Coherence transactions are physically realized by either:

  • Snooping — every cache observes every memory transaction on a shared bus; scales poorly past ~8 cores.
  • Directory-based — a directory (typically co-located with L3 slice) tracks which cores hold each line; messages are point-to-point. All large multi-socket systems use directories.

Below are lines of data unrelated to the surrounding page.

//! Init command implementation

use std::path::PathBuf;

use miette::{IntoDiagnostic, Result};
use modelgen_core::ModelgenConfig;
use tracing::info;

const DEFAULT_CONFIG: &str = r#"{
  // Number of generator classpaths kept loaded between tasks
  "cacheSize": 8,
  "generators": {
    // "c": { "export": "etrice-c", "aliases": [] }
  },
  "tasks": [
    // {
    //   "generator": "c",
    //   "classpath": ["generators/c.wasm"],
    //   "genDir": "src-gen",
    //   "modelpath": ["model"],
    //   "include": ["model/**/*.room"],
    //   "options": { "clean": true }
    // }
  ]
}
"#;

pub fn run_init(force: bool) -> Result<()> {
    let config_path = PathBuf::from(ModelgenConfig::CONFIG_FILES[0]);

    loop {
        let mut options = std::fs::OpenOptions::new();
        options.write(true).create_new(true);

        #[cfg(unix)]
        {
            use std::os::unix::fs::OpenOptionsExt;
            options.custom_flags(libc::O_NOFOLLOW);
        }

        match options.open(&config_path) {
            Ok(mut file) => {
                use std::io::Write;
                file.write_all(DEFAULT_CONFIG.as_bytes()).into_diagnostic()?;
                info!("Created {}", config_path.display());
                return Ok(());
            }
            Err(e) if e.kind() == std::io::ErrorKind::AlreadyExists => {
                if !force {
                    return Err(miette::miette!(
                        "Config file already exists. Use --force to overwrite."
                    ));
                }

                // Removes a symlink itself, never its target
                match std::fs::remove_file(&config_path) {
                    Ok(()) => {}
                    Err(e) if e.kind() == std::io::ErrorKind::NotFound => {}
                    Err(e) => return Err(e).into_diagnostic(),
                }
            }
            Err(e) => return Err(e).into_diagnostic(),
        }
    }
}

#[cfg(test)]
mod tests {
    use super::*;

    #[test]
    fn test_default_config_is_valid() {
        let config = ModelgenConfig::from_jsonc(DEFAULT_CONFIG).unwrap();
        assert_eq!(config.cache_size, 8);
        assert!(config.tasks.is_empty());
    }
}
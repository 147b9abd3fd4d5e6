//! Generation tasks.

use std::collections::BTreeMap;
use std::path::PathBuf;

use modelgen_cache::ResourceSet;
use serde::{Deserialize, Serialize};

use crate::arguments::{OPTION_CLEAN, OptionValue};
use crate::config::ModelgenConfig;
use crate::model_finder::ModelFinder;
use crate::GenerateError;

/// A task entry in the `tasks` section of the configuration.
#[derive(Debug, Clone, Serialize, Deserialize, PartialEq)]
#[serde(rename_all = "camelCase")]
pub struct TaskDefinition {
    /// Registry name (or alias) of the generator.
    pub generator: String,

    /// Generator modules to load.
    pub classpath: Vec<String>,

    /// Directory receiving the generated files.
    pub gen_dir: String,

    /// Directories searched for referenced models.
    #[serde(default, skip_serializing_if = "Vec::is_empty")]
    pub modelpath: Vec<String>,

    /// Model files passed explicitly.
    #[serde(default, skip_serializing_if = "Vec::is_empty")]
    pub sources: Vec<String>,

    /// Glob patterns selecting model files.
    #[serde(default, skip_serializing_if = "Vec::is_empty")]
    pub include: Vec<String>,

    /// Glob patterns removing files from the selection.
    #[serde(default, skip_serializing_if = "Vec::is_empty")]
    pub exclude: Vec<String>,

    /// Generator options, passed as `-key [value]`.
    #[serde(default, skip_serializing_if = "BTreeMap::is_empty")]
    pub options: BTreeMap<String, OptionValue>,
}

impl TaskDefinition {
    /// Resolves the task's paths against the configuration and discovers
    /// its model files.
    pub fn resolve(&self, config: &ModelgenConfig) -> Result<GenerateTask, GenerateError> {
        let classpath = self
            .classpath
            .iter()
            .map(|path| config.resolve_path(path))
            .collect();

        let mut sources: Vec<PathBuf> = self
            .sources
            .iter()
            .map(|path| config.resolve_path(path))
            .collect();

        if !self.include.is_empty() {
            let finder = ModelFinder::new(&self.include, &self.exclude)?;
            let base_dir = config
                .base_dir
                .clone()
                .unwrap_or_else(|| PathBuf::from("."));
            for path in finder.discover(&base_dir)? {
                if !sources.contains(&path) {
                    sources.push(path);
                }
            }
        }

        Ok(GenerateTask {
            generator: self.generator.clone(),
            classpath,
            gen_dir: config.resolve_path(&self.gen_dir),
            modelpath: self
                .modelpath
                .iter()
                .map(|path| config.resolve_path(path))
                .collect(),
            options: self.options.clone(),
            sources,
        })
    }
}

/// A single generator run.
#[derive(Debug, Clone, PartialEq)]
pub struct GenerateTask {
    /// Registry name (or alias) of the generator.
    pub generator: String,
    /// Generator modules the generator is loaded from.
    pub classpath: ResourceSet,
    /// Directory receiving the generated files.
    pub gen_dir: PathBuf,
    /// Directories searched for referenced models.
    pub modelpath: Vec<PathBuf>,
    /// Generator options in key order.
    pub options: BTreeMap<String, OptionValue>,
    /// Model files to generate from.
    pub sources: Vec<PathBuf>,
}

impl GenerateTask {
    pub fn new(
        generator: impl Into<String>,
        classpath: ResourceSet,
        gen_dir: impl Into<PathBuf>,
    ) -> Self {
        Self {
            generator: generator.into(),
            classpath,
            gen_dir: gen_dir.into(),
            modelpath: Vec::new(),
            options: BTreeMap::new(),
            sources: Vec::new(),
        }
    }

    pub fn with_modelpath(mut self, modelpath: Vec<PathBuf>) -> Self {
        self.modelpath = modelpath;
        self
    }

    pub fn with_option(mut self, key: impl Into<String>, value: impl Into<OptionValue>) -> Self {
        self.options.insert(key.into(), value.into());
        self
    }

    pub fn with_sources(mut self, sources: Vec<PathBuf>) -> Self {
        self.sources = sources;
        self
    }

    /// Returns true if the generation directory is emptied before the run.
    pub fn clean(&self) -> bool {
        self.options
            .get(OPTION_CLEAN)
            .is_some_and(OptionValue::is_enabled)
    }
}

Coherence is the dominant scaling bottleneck on multi-core: a cache line that bounces between cores (“ping-pong”) incurs hundreds of cycles per transition. Cross-socket coherence (UPI on Intel, Infinity Fabric on AMD, CCIX/CXL.cache cross-vendor) adds another order of magnitude.

5. False sharing

The pathological case: two threads write to different variables that happen to live in the same cache line. Each write invalidates the other core’s copy; the line ping-pongs between L1s at coherence speeds. Throughput collapses by 10-100×.

Classic example — per-thread counters in an array:

struct Counters {
    uint64_t per_thread[16];  // 8 B each, all share two cache lines
};

Fix by padding to a full cache line:

struct alignas(64) PaddedCounter {
    uint64_t value;
    char pad[56];
};
PaddedCounter counters[16];

In C++17+: alignas(std::hardware_destructive_interference_size). Linux kernel: ____cacheline_aligned. Java: @Contended (JEP 142, JDK 8+). Rust: #[repr(align(64))] or crossbeam::utils::CachePadded.

False sharing is invisible in source code — detection requires either a profiler (perf c2c on Linux, VTune’s Memory Access analysis) or careful layout review. perf c2c record followed by perf c2c report shows HITM (hit-modified) events on contended lines.

6. TLB (Translation Lookaside Buffer)

Every load/store goes through virtual→physical address translation. The TLB caches recent translations:

  • L1 dTLB — 64-128 entries on modern x86 (Sapphire Rapids dTLB: 96 entries 4 KB + 32 entries 2 MB). At 4 KB pages, 96 entries covers 384 KB — smaller than L2. The TLB, not the cache, often dictates the maximum working-set size you can scan without stalls.
  • L1 iTLB — separate for instructions, ~128 entries.
  • L2 TLB (STLB) — unified, 1.5-2K entries, handles both. Coverage at 4 KB: ~6-8 MB.

On a TLB miss, the page-walk unit (PMH) traverses the page tables — on x86-64 4-level paging, that’s 4 memory accesses (PML4 → PDPT → PD → PT); 5 levels on Ice Lake+ for >48-bit virtual addresses. Each access can itself miss in cache.

Huge pages are the primary mitigation:

  • 2 MB pages (x86 PSE, ARM 2 MB blocks): one TLB entry covers 512× more memory. STLB at 32 entries 2 MB = 64 MB coverage.
  • 1 GB pages (x86 PSE-1G, ARM): even larger; useful for DBMS buffer pools and JVM heaps.
  • Linux: Transparent Huge Pages (THP) auto-promotes; explicit hugetlbfs for guaranteed allocation. Tune via /sys/kernel/mm/transparent_hugepage/.
  • Windows: LargePage allocation with SeLockMemoryPrivilege.

TLB misses are visible as dTLB-load-misses and iTLB-load-misses in perf stat. Workloads that touch many random pages (hash tables, large heaps) often see TLB miss rates 10× the L1 cache miss rate.

7. NUMA (Non-Uniform Memory Access)

On multi-socket systems and modern monolithic chiplet designs (AMD EPYC, Intel Sapphire Rapids in SNC mode), each socket / die has its own DRAM controllers; cross-socket accesses traverse the interconnect (UPI / Infinity Fabric / CXL). Remote DRAM is 1.5-2× the latency of local DRAM and bandwidth-limited by the interconnect.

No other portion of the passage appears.